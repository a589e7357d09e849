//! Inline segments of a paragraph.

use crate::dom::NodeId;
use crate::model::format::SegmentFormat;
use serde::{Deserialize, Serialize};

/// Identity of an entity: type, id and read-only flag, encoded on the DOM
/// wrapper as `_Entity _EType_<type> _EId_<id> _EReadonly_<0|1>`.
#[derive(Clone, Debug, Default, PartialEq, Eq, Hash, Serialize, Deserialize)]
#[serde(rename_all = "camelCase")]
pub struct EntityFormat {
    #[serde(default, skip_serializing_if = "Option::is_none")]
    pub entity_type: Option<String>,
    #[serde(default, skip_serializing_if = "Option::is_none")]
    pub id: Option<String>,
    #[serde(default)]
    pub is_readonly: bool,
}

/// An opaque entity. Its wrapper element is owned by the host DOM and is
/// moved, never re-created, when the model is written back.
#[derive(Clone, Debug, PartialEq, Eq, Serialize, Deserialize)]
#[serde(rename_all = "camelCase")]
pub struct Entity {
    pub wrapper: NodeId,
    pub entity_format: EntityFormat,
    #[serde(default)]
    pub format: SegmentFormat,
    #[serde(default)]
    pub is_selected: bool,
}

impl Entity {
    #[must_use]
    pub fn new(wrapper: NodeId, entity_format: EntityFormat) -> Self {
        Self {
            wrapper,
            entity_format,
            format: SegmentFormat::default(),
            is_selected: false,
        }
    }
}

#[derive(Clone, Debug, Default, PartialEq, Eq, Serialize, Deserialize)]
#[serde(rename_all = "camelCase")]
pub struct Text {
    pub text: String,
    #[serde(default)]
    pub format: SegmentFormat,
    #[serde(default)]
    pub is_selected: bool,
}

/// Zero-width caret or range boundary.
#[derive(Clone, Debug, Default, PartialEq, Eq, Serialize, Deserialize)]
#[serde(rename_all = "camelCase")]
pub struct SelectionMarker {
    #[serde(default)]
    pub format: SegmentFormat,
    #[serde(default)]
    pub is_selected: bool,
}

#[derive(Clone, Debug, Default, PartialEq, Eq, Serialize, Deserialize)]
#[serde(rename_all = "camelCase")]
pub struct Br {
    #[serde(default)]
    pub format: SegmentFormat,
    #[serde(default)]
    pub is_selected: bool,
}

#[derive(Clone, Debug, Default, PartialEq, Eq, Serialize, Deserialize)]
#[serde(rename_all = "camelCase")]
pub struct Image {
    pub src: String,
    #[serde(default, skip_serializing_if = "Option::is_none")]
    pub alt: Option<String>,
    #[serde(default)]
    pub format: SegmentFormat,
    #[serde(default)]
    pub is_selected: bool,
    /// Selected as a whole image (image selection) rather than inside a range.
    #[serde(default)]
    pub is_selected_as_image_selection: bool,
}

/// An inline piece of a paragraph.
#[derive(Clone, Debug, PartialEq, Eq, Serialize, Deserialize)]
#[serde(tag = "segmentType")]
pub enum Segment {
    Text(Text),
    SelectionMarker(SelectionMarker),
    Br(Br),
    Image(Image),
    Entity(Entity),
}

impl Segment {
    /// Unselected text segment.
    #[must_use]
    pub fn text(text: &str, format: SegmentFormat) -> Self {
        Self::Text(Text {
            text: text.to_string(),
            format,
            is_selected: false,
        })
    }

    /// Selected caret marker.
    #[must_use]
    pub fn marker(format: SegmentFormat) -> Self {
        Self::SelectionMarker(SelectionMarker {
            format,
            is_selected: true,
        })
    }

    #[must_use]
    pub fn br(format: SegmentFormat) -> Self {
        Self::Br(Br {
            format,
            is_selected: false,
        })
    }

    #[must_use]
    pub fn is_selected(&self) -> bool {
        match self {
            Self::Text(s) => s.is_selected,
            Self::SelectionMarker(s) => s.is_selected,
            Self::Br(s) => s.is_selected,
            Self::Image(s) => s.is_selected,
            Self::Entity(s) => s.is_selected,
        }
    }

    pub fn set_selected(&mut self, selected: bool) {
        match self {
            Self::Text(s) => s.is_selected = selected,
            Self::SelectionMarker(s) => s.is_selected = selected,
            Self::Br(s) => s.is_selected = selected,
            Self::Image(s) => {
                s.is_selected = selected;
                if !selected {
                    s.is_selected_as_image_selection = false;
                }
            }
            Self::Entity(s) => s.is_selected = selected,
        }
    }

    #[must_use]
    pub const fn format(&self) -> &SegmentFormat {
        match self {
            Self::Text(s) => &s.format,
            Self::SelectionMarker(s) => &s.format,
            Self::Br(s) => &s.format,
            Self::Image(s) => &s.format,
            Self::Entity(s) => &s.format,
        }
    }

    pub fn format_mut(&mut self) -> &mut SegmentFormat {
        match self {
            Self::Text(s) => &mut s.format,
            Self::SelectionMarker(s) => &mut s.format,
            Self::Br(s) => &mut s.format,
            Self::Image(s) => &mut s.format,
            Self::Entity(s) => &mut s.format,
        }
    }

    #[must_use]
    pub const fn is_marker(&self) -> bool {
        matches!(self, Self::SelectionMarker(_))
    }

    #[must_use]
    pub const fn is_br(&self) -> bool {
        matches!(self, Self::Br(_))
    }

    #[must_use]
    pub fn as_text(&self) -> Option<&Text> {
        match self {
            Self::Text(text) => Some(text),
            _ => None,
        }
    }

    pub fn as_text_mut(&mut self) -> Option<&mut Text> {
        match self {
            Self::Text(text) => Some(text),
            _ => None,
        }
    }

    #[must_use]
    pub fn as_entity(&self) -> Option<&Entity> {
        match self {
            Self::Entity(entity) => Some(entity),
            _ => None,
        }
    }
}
++++++++++
Problem to work on >> The lines above, starting at the one with "pub fn set_selected(&mut" and ending at the one with "s.is_selected = selected;", are the only ones to return, exactly as written.

Output of the exercise >>
    pub fn set_selected(&mut self, selected: bool) {
        match self {
            Self::Text(s) => s.is_selected = selected,
            Self::SelectionMarker(s) => s.is_selected = selected,
            Self::Br(s) => s.is_selected = selected,
            Self::Image(s) => {
                s.is_selected = selected;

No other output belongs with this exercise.